- [EXERCISE BRIEF]: Run through the records and, wherever a line holds the word "self", return that line.

Stored data:

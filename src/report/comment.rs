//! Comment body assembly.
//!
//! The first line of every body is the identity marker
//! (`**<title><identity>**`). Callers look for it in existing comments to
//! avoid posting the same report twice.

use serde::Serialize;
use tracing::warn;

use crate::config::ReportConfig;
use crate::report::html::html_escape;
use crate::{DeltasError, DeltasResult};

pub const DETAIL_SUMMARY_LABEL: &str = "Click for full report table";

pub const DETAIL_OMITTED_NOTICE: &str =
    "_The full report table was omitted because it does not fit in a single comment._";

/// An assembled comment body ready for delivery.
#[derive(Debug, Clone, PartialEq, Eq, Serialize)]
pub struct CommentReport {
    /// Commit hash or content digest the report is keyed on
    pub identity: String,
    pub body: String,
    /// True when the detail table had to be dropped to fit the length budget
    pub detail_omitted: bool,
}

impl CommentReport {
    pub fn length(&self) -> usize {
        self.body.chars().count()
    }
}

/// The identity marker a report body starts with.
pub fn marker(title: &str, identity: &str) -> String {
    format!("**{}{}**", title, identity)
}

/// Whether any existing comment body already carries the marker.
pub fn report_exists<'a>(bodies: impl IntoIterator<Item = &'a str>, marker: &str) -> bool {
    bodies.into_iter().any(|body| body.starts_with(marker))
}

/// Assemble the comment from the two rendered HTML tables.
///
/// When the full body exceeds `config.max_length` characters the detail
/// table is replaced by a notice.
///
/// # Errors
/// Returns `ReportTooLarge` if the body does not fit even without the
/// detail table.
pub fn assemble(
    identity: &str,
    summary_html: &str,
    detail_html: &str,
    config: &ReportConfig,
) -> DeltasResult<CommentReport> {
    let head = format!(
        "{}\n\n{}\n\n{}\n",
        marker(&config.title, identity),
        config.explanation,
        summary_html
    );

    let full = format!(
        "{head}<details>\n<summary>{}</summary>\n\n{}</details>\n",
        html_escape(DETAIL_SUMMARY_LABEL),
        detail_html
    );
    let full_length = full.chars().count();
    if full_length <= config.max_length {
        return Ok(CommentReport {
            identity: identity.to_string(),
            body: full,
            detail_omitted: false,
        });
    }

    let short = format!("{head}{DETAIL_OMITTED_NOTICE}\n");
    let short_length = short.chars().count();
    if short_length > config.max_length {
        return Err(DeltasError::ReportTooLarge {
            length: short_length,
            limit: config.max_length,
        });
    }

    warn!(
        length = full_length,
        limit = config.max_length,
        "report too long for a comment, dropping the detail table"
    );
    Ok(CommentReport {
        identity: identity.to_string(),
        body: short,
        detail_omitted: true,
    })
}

...

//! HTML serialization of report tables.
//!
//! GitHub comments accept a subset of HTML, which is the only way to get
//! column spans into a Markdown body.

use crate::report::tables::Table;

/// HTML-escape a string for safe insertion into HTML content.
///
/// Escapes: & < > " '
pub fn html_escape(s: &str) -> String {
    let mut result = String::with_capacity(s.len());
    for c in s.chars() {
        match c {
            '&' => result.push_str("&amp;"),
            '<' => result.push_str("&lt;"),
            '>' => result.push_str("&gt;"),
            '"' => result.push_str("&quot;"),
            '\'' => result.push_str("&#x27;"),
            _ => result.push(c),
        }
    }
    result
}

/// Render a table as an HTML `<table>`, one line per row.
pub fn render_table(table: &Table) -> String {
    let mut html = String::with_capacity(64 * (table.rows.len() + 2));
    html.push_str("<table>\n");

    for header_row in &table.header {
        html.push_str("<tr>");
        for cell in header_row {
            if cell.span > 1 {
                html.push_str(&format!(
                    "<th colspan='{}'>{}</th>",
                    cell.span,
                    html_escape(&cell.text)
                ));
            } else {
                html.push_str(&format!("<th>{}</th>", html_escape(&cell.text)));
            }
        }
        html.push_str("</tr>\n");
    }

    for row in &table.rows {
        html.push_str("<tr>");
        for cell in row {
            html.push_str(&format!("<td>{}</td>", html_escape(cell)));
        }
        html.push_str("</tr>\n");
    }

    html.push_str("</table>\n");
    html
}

- [OUTPUT OF THE EXERCISE]:
    pub fn length(&self) -> usize {
        self.body.chars().count()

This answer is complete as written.